The Fed confirms its stimulus while insisting on “temporary” spikes in inflation

The US central bank underlines “progress in vaccination and strong political support” to sustain the recovery.

The US Federal Reserve (Fed) maintains the script . So much so that it barely alters it in a few words from its monetary policy statement last month. The institution chaired by Jerome Powell confirms the need to maintain “accommodative” financial conditions despite eventual spikes in inflation , which it attributes “largely to transitory factors . 

Although the consumer price index  jumped from 1.7% to 2.6%  in the third month of the year, the Fed insists that “the current public health crisis continues to weigh on the economy and the risks to economic prospects “. In this sense, it points directly to ” progress in vaccines” , which in recent weeks has been exposed to several setbacks .

After reiterating his commitment to “use his full range of tools to support the US economy,” the main changes from his previous statement come in the second paragraph. This is where the central bank recognizes that, “amid advances in vaccination and strong political support, indicators of economic activity and employment have strengthened .”
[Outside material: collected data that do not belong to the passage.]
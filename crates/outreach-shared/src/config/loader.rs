//! Config file loading for the control plane.
//!
//! The file path comes from `OUTREACH_CONFIG_PATH`. Values from the file are
//! layered under environment overrides of the form
//! `OUTREACH__<SECTION>__<FIELD>` (e.g. `OUTREACH__RETRY__MAX_RETRIES=5`).

use std::path::{Path, PathBuf};

use super::{ConfigurationError, ControlPlaneConfig};

/// Environment variable naming the config file to load
pub const CONFIG_PATH_ENV: &str = "OUTREACH_CONFIG_PATH";

const ENV_OVERRIDE_PREFIX: &str = "OUTREACH";
const ENV_OVERRIDE_SEPARATOR: &str = "__";

/// Loaded and validated control plane configuration
#[derive(Debug, Clone)]
pub struct ConfigManager {
    config: ControlPlaneConfig,
    source_path: Option<PathBuf>,
}

impl ConfigManager {
    /// Load from the path in `OUTREACH_CONFIG_PATH`.
    pub fn load() -> Result<Self, ConfigurationError> {
        let path = std::env::var(CONFIG_PATH_ENV)
            .map_err(|_| ConfigurationError::MissingPath(CONFIG_PATH_ENV.to_string()))?;
        Self::load_from_path(path)
    }

    /// Load a TOML file, apply environment overrides, and validate.
    pub fn load_from_path(path: impl AsRef<Path>) -> Result<Self, ConfigurationError> {
        let path = path.as_ref();
        let path_str = path.display().to_string();

        if !path.is_file() {
            return Err(ConfigurationError::load(&path_str, "file not found"));
        }

        let config: ControlPlaneConfig = config::Config::builder()
            .add_source(config::File::from(path))
            .add_source(
                config::Environment::with_prefix(ENV_OVERRIDE_PREFIX)
                    .prefix_separator(ENV_OVERRIDE_SEPARATOR)
                    .separator(ENV_OVERRIDE_SEPARATOR)
                    .try_parsing(true),
            )
            .build()
            .and_then(|raw| raw.try_deserialize())
            .map_err(|e| ConfigurationError::load(&path_str, e.to_string()))?;

        config.validate()?;

        tracing::info!(path = %path_str, "Loaded control plane configuration");

        Ok(Self {
            config,
            source_path: Some(path.to_path_buf()),
        })
    }

    /// Wrap an in-memory configuration after validating it.
    pub fn from_config(config: ControlPlaneConfig) -> Result<Self, ConfigurationError> {
        config.validate()?;
        Ok(Self {
            config,
            source_path: None,
        })
    }

    /// The loaded configuration
    pub fn config(&self) -> &ControlPlaneConfig {
        &self.config
    }

    /// File the configuration was read from, if any
    pub fn source_path(&self) -> Option<&Path> {
        self.source_path.as_deref()
    }

    /// Consume the manager, returning the configuration
    pub fn into_config(self) -> ControlPlaneConfig {
        self.config
    }
}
However, despite the nod to the reconstruction plans announced by the Biden administration with the allusion to “political support”, the Fed reiterates that “the sectors most affected by the pandemic remain weak.” Of course, this time he points out that “they have improved”.

Thus, the institution chaired by Jerome Powell has chosen to keep its current stimulus program active . In this way, purchases for up to 120,000 million dollars a month in the debt markets will continue . An amount that will continue to be distributed between 80,000 million a month to issues of the US Treasury and another 40,000 million in mortgage bonds.

In the same way, the first swords of the Fed have chosen to  keep interest rates at historical lows  within the range between 0% and 0.25% to which they were  lowered by surprise in March of last year . In this sense, it should be remembered that the map of points known last month marked a clear path of possible increases in official rates until 2023 .

In this context, it should be borne in mind that the Fed altered the basis of its mandate last summer by introducing the  concept of “average inflation . ” A turnaround that he presented taking advantage  of the Jackson Hole symposium and that left the door open to tolerate CPI rates temporarily above the key 2% mark without the need to correct them.

This is the capacity for maneuver that the Fed has resorted to today with its decision to hold its arsenal unchanged despite the latest inflation data, which it has once again downplayed.